* **EXERCISE INSTRUCTIONS**
Each line in the records that mentions the word "write" needs to be listed.
BEGIN DATA RECORDS
use std::fmt;
use std::path::Path;

use polars::error::PolarsError;

use crate::fits::FitsReadError;

pub type Result<T> = std::result::Result<T, PrepError>;

#[derive(Debug, Clone, Copy, PartialEq, Eq)]
pub enum PrepErrorKind {
    Io,
    NotFound,
    Validation,
    Fits,
    Unsupported,
    Polars,
    Config,
}

impl fmt::Display for PrepErrorKind {
    fn fmt(&self, f: &mut fmt::Formatter<'_>) -> fmt::Result {
        match self {
            PrepErrorKind::Io => write!(f, "io error"),
            PrepErrorKind::NotFound => write!(f, "not found"),
            PrepErrorKind::Validation => write!(f, "invalid input"),
            PrepErrorKind::Fits => write!(f, "FITS error"),
            PrepErrorKind::Unsupported => write!(f, "unsupported"),
            PrepErrorKind::Polars => write!(f, "dataframe error"),
            PrepErrorKind::Config => write!(f, "config error"),
        }
    }
}

/// Error carrying a kind, a message, `key=value` context pairs and the
/// underlying cause.
#[derive(Debug)]
pub struct PrepError {
    pub kind: PrepErrorKind,
    pub message: String,
    pub context: Vec<(String, String)>,
    pub source: Option<Box<dyn std::error::Error + Send + Sync>>,
}

impl PrepError {
    fn new(kind: PrepErrorKind, message: impl Into<String>) -> Self {
        Self {
            kind,
            message: message.into(),
            context: Vec::new(),
            source: None,
        }
    }

    fn with_source(mut self, source: impl std::error::Error + Send + Sync + 'static) -> Self {
        self.source = Some(Box::new(source));
        self
    }

    pub fn io(operation: &str, source: std::io::Error) -> Self {
        let kind = if source.kind() == std::io::ErrorKind::NotFound {
            PrepErrorKind::NotFound
        } else {
            PrepErrorKind::Io
        };
        Self::new(kind, format!("{operation} failed"))
            .with_context("operation", operation)
            .with_source(source)
    }

    pub fn not_found(message: impl Into<String>) -> Self {
        Self::new(PrepErrorKind::NotFound, message)
    }

    pub fn validation(message: impl Into<String>) -> Self {
        Self::new(PrepErrorKind::Validation, message)
    }

    pub fn unsupported(message: impl Into<String>) -> Self {
        Self::new(PrepErrorKind::Unsupported, message)
    }

    pub fn polars(message: impl Into<String>, source: PolarsError) -> Self {
        Self::new(PrepErrorKind::Polars, message).with_source(source)
    }

    pub fn config_load(path: impl AsRef<Path>, source: std::io::Error) -> Self {
        Self::new(PrepErrorKind::Config, "cannot read config file")
            .with_context("path", path.as_ref().display().to_string())
            .with_source(source)
    }

    pub fn config_parse(path: impl AsRef<Path>, message: impl Into<String>) -> Self {
        Self::new(PrepErrorKind::Config, message)
            .with_context("path", path.as_ref().display().to_string())
    }

    pub fn with_context(mut self, key: impl Into<String>, value: impl Into<String>) -> Self {
        self.context.push((key.into(), value.into()));
        self
    }

    pub fn kind(&self) -> PrepErrorKind {
        self.kind
    }

    pub fn context_value(&self, key: &str) -> Option<&str> {
        self.context
            .iter()
            .find(|(k, _)| k == key)
            .map(|(_, v)| v.as_str())
    }
}

impl fmt::Display for PrepError {
    fn fmt(&self, f: &mut fmt::Formatter<'_>) -> fmt::Result {
        write!(f, "{}: {}", self.kind, self.message)?;
        for (k, v) in &self.context {
            write!(f, " [{}={}]", k, v)?;
        }
        if let Some(ref s) = self.source {
            write!(f, " (cause: {})", s)?;
        }
        Ok(())
    }
}

impl std::error::Error for PrepError {
    fn source(&self) -> Option<&(dyn std::error::Error + 'static)> {
        self.source
            .as_ref()
            .map(|b| b.as_ref() as &(dyn std::error::Error + 'static))
    }
}

impl From<FitsReadError> for PrepError {
    fn from(e: FitsReadError) -> Self {
        match e {
            FitsReadError::Io(io) => PrepError::io("read_fits", io),
            FitsReadError::Unsupported(msg) => PrepError::unsupported(msg),
            other => PrepError::new(PrepErrorKind::Fits, other.to_string()),
        }
    }
}

impl From<PolarsError> for PrepError {
    fn from(e: PolarsError) -> Self {
        PrepError::polars("dataframe operation failed", e)
    }
}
END DATA RECORDS
* **ANSWER TO THE PROBLEM**
            PrepErrorKind::Io => write!(f, "io error"),
            PrepErrorKind::NotFound => write!(f, "not found"),
            PrepErrorKind::Validation => write!(f, "invalid input"),
            PrepErrorKind::Fits => write!(f, "FITS error"),
            PrepErrorKind::Unsupported => write!(f, "unsupported"),
            PrepErrorKind::Polars => write!(f, "dataframe error"),
            PrepErrorKind::Config => write!(f, "config error"),
        write!(f, "{}: {}", self.kind, self.message)?;
            write!(f, " [{}={}]", k, v)?;
            write!(f, " (cause: {})", s)?;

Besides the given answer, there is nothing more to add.